# Try it
Entries follow. Give back exactly the lines starting at the one containing "filename dashboard-water-quality/src/main.rs" and ending at the one containing "const HISTORY_PRESENT: &str", and no other lines.

---------- Information provided

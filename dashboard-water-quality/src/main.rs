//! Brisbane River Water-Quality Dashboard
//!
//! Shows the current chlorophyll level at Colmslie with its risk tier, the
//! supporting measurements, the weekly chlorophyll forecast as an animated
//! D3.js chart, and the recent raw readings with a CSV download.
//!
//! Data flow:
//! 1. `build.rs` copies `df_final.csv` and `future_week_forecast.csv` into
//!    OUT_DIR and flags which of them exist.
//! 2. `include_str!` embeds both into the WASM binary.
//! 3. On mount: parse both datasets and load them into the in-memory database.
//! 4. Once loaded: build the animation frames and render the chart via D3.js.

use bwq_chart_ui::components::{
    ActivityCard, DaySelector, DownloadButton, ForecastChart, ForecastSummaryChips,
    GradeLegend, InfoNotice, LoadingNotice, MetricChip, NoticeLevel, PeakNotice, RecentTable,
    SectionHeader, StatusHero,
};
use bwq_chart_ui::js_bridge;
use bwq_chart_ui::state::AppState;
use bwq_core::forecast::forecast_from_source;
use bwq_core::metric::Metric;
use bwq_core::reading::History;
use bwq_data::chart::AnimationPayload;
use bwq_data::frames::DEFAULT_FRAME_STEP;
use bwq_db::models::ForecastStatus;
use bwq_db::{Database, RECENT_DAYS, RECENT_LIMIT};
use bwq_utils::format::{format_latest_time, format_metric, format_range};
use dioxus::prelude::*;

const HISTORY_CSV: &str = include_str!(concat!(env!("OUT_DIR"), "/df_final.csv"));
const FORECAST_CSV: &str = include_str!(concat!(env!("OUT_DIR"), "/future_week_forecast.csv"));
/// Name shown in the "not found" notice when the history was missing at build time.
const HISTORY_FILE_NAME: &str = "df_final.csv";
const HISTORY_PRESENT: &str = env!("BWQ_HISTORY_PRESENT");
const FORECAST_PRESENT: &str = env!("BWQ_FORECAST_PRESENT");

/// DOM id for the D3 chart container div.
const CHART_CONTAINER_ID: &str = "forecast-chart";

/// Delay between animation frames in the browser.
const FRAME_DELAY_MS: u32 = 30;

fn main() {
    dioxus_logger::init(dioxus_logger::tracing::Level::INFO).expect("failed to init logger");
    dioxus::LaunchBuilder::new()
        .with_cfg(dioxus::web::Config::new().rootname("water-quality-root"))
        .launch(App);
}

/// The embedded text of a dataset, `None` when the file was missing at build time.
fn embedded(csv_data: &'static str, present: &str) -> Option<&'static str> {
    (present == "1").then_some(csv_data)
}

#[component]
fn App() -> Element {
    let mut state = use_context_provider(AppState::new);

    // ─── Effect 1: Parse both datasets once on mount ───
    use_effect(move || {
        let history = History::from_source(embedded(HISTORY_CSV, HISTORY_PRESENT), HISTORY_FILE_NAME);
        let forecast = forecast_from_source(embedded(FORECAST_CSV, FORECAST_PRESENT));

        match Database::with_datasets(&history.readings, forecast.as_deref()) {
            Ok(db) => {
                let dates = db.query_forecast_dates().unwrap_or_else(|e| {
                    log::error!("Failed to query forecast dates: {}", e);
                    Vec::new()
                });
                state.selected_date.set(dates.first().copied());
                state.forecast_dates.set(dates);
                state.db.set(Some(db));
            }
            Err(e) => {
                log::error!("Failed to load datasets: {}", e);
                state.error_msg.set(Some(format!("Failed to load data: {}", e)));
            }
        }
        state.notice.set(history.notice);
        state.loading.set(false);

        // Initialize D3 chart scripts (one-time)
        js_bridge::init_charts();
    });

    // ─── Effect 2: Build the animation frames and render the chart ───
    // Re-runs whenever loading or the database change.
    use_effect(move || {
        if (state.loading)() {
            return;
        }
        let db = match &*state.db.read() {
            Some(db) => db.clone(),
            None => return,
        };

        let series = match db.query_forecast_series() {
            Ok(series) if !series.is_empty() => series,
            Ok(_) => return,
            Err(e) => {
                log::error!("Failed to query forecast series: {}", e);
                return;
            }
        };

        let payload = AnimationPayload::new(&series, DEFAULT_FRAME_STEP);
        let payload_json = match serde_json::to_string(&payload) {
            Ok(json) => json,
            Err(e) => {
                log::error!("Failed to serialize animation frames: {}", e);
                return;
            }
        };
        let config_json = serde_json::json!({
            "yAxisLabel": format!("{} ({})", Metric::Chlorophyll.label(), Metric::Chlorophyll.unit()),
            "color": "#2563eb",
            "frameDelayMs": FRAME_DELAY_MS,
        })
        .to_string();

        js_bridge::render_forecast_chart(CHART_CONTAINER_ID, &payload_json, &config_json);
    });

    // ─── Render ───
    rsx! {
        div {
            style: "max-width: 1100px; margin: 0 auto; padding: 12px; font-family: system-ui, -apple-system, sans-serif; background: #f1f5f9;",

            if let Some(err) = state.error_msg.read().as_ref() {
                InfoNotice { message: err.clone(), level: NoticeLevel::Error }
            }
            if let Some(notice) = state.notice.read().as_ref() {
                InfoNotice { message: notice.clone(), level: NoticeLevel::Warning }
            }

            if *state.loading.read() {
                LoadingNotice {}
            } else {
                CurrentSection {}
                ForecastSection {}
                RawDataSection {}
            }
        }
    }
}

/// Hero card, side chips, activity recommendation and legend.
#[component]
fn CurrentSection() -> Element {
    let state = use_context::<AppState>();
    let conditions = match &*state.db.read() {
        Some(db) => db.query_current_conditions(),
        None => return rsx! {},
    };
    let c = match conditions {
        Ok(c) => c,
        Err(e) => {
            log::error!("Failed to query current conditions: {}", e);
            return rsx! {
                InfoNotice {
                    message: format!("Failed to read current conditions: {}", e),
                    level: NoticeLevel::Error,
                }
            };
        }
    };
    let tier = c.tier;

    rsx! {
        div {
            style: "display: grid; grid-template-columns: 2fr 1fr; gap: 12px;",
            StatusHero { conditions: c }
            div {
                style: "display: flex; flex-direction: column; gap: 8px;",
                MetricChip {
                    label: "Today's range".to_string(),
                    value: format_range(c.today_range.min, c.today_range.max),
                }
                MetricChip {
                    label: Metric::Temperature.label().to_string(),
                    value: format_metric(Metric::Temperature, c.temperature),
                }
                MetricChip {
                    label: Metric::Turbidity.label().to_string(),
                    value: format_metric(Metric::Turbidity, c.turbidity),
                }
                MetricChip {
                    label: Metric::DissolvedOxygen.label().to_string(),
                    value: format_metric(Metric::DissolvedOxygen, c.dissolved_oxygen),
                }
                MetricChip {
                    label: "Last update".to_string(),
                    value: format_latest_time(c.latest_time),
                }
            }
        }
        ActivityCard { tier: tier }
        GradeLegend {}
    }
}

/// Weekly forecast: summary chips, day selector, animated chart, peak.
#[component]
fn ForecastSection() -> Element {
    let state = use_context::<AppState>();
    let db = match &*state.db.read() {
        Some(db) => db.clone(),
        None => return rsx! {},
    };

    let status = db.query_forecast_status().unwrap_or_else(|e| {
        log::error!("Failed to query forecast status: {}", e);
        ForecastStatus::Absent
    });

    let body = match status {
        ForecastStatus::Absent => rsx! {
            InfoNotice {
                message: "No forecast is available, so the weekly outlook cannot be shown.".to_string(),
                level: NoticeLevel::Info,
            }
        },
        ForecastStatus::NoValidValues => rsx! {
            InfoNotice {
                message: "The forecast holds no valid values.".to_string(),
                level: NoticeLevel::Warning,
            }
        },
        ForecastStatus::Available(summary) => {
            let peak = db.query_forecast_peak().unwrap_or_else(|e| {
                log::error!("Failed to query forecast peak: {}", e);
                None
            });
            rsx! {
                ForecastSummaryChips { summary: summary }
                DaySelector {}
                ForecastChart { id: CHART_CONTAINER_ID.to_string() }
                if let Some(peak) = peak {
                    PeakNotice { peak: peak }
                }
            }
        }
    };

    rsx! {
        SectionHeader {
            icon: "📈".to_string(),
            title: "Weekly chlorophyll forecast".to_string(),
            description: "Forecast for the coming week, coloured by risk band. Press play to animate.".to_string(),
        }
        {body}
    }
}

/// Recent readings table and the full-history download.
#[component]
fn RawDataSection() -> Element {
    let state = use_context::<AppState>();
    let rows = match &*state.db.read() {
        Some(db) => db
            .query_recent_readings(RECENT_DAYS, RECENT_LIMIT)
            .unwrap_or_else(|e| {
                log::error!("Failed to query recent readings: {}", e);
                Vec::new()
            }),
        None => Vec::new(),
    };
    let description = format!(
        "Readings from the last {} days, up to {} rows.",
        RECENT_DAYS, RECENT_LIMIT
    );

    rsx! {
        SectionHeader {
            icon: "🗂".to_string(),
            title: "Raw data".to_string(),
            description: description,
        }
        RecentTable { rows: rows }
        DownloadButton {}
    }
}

--------------------
---------- Information provided

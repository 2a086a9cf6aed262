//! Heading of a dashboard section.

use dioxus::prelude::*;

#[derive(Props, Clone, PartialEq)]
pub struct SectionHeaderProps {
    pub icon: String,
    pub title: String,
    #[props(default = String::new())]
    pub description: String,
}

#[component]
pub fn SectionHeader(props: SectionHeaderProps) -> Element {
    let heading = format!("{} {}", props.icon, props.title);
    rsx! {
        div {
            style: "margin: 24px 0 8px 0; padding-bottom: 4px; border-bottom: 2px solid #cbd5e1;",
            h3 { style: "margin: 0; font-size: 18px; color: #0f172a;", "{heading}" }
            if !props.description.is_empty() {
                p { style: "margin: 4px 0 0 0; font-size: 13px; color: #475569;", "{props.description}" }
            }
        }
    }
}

--------------------

# Solution to this problem
filename dashboard-water-quality/src/main.rs
//! Brisbane River Water-Quality Dashboard
//!
//! Shows the current chlorophyll level at Colmslie with its risk tier, the
//! supporting measurements, the weekly chlorophyll forecast as an animated
//! D3.js chart, and the recent raw readings with a CSV download.
//!
//! Data flow:
//! 1. `build.rs` copies `df_final.csv` and `future_week_forecast.csv` into
//!    OUT_DIR and flags which of them exist.
//! 2. `include_str!` embeds both into the WASM binary.
//! 3. On mount: parse both datasets and load them into the in-memory database.
//! 4. Once loaded: build the animation frames and render the chart via D3.js.

use bwq_chart_ui::components::{
    ActivityCard, DaySelector, DownloadButton, ForecastChart, ForecastSummaryChips,
    GradeLegend, InfoNotice, LoadingNotice, MetricChip, NoticeLevel, PeakNotice, RecentTable,
    SectionHeader, StatusHero,
};
use bwq_chart_ui::js_bridge;
use bwq_chart_ui::state::AppState;
use bwq_core::forecast::forecast_from_source;
use bwq_core::metric::Metric;
use bwq_core::reading::History;
use bwq_data::chart::AnimationPayload;
use bwq_data::frames::DEFAULT_FRAME_STEP;
use bwq_db::models::ForecastStatus;
use bwq_db::{Database, RECENT_DAYS, RECENT_LIMIT};
use bwq_utils::format::{format_latest_time, format_metric, format_range};
use dioxus::prelude::*;

const HISTORY_CSV: &str = include_str!(concat!(env!("OUT_DIR"), "/df_final.csv"));
const FORECAST_CSV: &str = include_str!(concat!(env!("OUT_DIR"), "/future_week_forecast.csv"));
/// Name shown in the "not found" notice when the history was missing at build time.
const HISTORY_FILE_NAME: &str = "df_final.csv";
const HISTORY_PRESENT: &str = env!("BWQ_HISTORY_PRESENT");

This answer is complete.